Have you ever cooked dinner for six in a kitchen with limited counter space? Every plate touches another. Every spill spreads. One tiny misstep creates chaos.
The meal is not how you imagined it. Your guests nod and say, “It’s okay, it’s all good,” but you know it isn’t. You are exhausted. The effort and planning feel wasted.
That is what operating without margin feels like.
In the nonprofit world, margin is that extra space on the countertop that allows you to separate plates and prevent spillover. It is the room that keeps one small mistake from turning into chaos.
Margin is not profit.
Profit goes to investors and executives. Margin, in a nonprofit, is the modest surplus that protects the mission. It is the breathing room that allows leaders to recover from a failed project, a global pandemic, inflation, or a missed grant award.
Without margin, every disruption feels catastrophic. With it, the organization has time to adjust.
More money. More grants. More funding.
The reasoning comes immediately: we need revenue to serve. The economy is uncertain. Costs are rising. COVID left its mark.
While these pressures are real, they are rarely the whole story.
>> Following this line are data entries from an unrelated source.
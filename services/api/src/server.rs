use crate::cli::ServeArgs;
use crate::infra::{build_service, AppState};
use crate::routes::with_reconciliation_routes;
use axum::Extension;
use axum_prometheus::PrometheusMetricLayer;
use reconcile_ai::config::AppConfig;
use reconcile_ai::error::AppError;
use reconcile_ai::telemetry;
use std::sync::atomic::Ordering;
use std::sync::Arc;
use tracing::info;

pub(crate) async fn run(mut args: ServeArgs) -> Result<(), AppError> {
    let mut config = AppConfig::load()?;

    if let Some(host) = args.host.take() {
        config.server.host = host;
    }
    if let Some(port) = args.port.take() {
        config.server.port = port;
    }

    telemetry::init(&config.telemetry)?;

    let (prometheus_layer, prometheus_handle) = PrometheusMetricLayer::pair();
    let readiness_flag = Arc::new(std::sync::atomic::AtomicBool::new(false));
    let app_state = AppState {
        readiness: readiness_flag.clone(),
        metrics: Arc::new(prometheus_handle),
    };

    let service = Arc::new(build_service(&config, None)?);

    let app = with_reconciliation_routes(service)
        .layer(Extension(app_state))
        .layer(prometheus_layer);

    let addr = config.server.socket_addr()?;
    let listener = tokio::net::TcpListener::bind(addr).await?;
    readiness_flag.store(true, Ordering::Release);

    info!(
        ?config.environment,
        %addr,
        auto_apply = config.decision.scoring.auto_apply_threshold,
        secondary = config.secondary.endpoint.is_some(),
        "reconciliation engine ready"
    );

    axum::serve(listener, app).await?;
    Ok(())
}
//! Blends deterministic and secondary confidence into one value.
//!
//! The combiner holds no learning state. Weights arrive from the path router and are
//! renormalized here, with the deterministic share floored so the secondary path can
//! never fully dominate a financial decision.

use serde::{Deserialize, Serialize};

/// Minimum share the deterministic path keeps after renormalization.
pub const DETERMINISTIC_WEIGHT_FLOOR: f64 = 0.2;

/// Relative trust placed in each scoring path.
#[derive(Debug, Clone, Copy, PartialEq, Serialize, Deserialize)]
pub struct PathWeights {
    pub deterministic: f64,
    pub secondary: f64,
}

impl PathWeights {
    pub const DETERMINISTIC_PRIMARY: Self = Self {
        deterministic: 0.8,
        secondary: 0.2,
    };
    pub const SECONDARY_PRIMARY: Self = Self {
        deterministic: 0.2,
        secondary: 0.8,
    };
    pub const HYBRID: Self = Self {
        deterministic: 0.4,
        secondary: 0.6,
    };
    pub const DETERMINISTIC_ONLY: Self = Self {
        deterministic: 1.0,
        secondary: 0.0,
    };

    /// Scale to a sum of 1.0 and apply the deterministic floor. Degenerate inputs
    /// (negative, non-finite, or all-zero) fall back to the balanced preset.
    pub fn normalized(self) -> Self {
        let valid = self.deterministic.is_finite()
            && self.secondary.is_finite()
            && self.deterministic >= 0.0
            && self.secondary >= 0.0
            && self.deterministic + self.secondary > 0.0;
        let source = if valid { self } else { Self::HYBRID };

        let sum = source.deterministic + source.secondary;
        let deterministic = (source.deterministic / sum).max(DETERMINISTIC_WEIGHT_FLOOR);
        Self {
            deterministic,
            secondary: 1.0 - deterministic,
        }
    }
}

#[derive(Debug, Clone, Copy, PartialEq, Eq, Serialize, Deserialize)]
#[serde(rename_all = "SCREAMING_SNAKE_CASE")]
pub enum ScoreSource {
    HeuristicOnly,
    Hybrid,
}

/// Final confidence plus the inputs that produced it. Immutable once built.
#[derive(Debug, Clone, Copy, PartialEq, Serialize, Deserialize)]
pub struct HybridScore {
    pub value: u8,
    pub source: ScoreSource,
    pub deterministic_score: u8,
    pub secondary_score: Option<u8>,
    pub weights_used: PathWeights,
}

/// Merge the two paths. Without a secondary score the deterministic score passes
/// through verbatim.
pub fn combine(
    deterministic_score: u8,
    secondary_score: Option<u8>,
    weights: PathWeights,
) -> HybridScore {
    let deterministic_score = deterministic_score.min(100);

    match secondary_score {
        None => HybridScore {
            value: deterministic_score,
            source: ScoreSource::HeuristicOnly,
            deterministic_score,
            secondary_score: None,
            weights_used: PathWeights::DETERMINISTIC_ONLY,
        },
        Some(secondary) => {
            let secondary = secondary.min(100);
            let weights = weights.normalized();
            let blended = f64::from(secondary) * weights.secondary
                + f64::from(deterministic_score) * weights.deterministic;
            HybridScore {
                value: blended.round().clamp(0.0, 100.0) as u8,
                source: ScoreSource::Hybrid,
                deterministic_score,
                secondary_score: Some(secondary),
                weights_used: weights,
            }
        }
    }
}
External pressures expose systems. They do not create them.
One organization faced a legal challenge in 2019. Revenue tightened in 2020. Since then, it has operated at a deficit. The shock did not create the fragility. It exposed it. There was no cushion, no flexibility to absorb strain. The kitchen had never been designed with enough counter space to handle pressure.
Another organization relied almost entirely on federal grants. When one major award did not come through, the only immediate lever was staff reduction. Letting people go became the adjustment mechanism because no other structure had been built to carry fluctuation.
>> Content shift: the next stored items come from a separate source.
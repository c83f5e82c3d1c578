mod batch;
mod cli;
mod infra;
mod routes;
mod server;

use reconcile_ai::error::AppError;

pub async fn run() -> Result<(), AppError> {
    cli::run().await
}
In another case, leadership used funds saved from departing staff to offset an 800K deficit. The short-term relief masked the deeper issue. Capacity shrank while fixed demands remained. The organization sank further, not because of one bad decision, but because labor had been the only shock absorber available.
Margin discipline is not about fear. It is about stewardship.
It requires asking simple but uncomfortable questions. Are programs priced to reflect their true cost? Are grants covering the operational burden they create? Are systems reducing repetition or multiplying it? Is staff time aligned with outcomes, or compensating for gaps?
Nonprofits do not drift into deficit because they lack commitment. They drift because there is no space on the counter.
Before asking for more funding, pause and ask a different question:
Do we have room to work well? Or are we stacking plates with no space to recover when something spills?
That is where sustainability begins.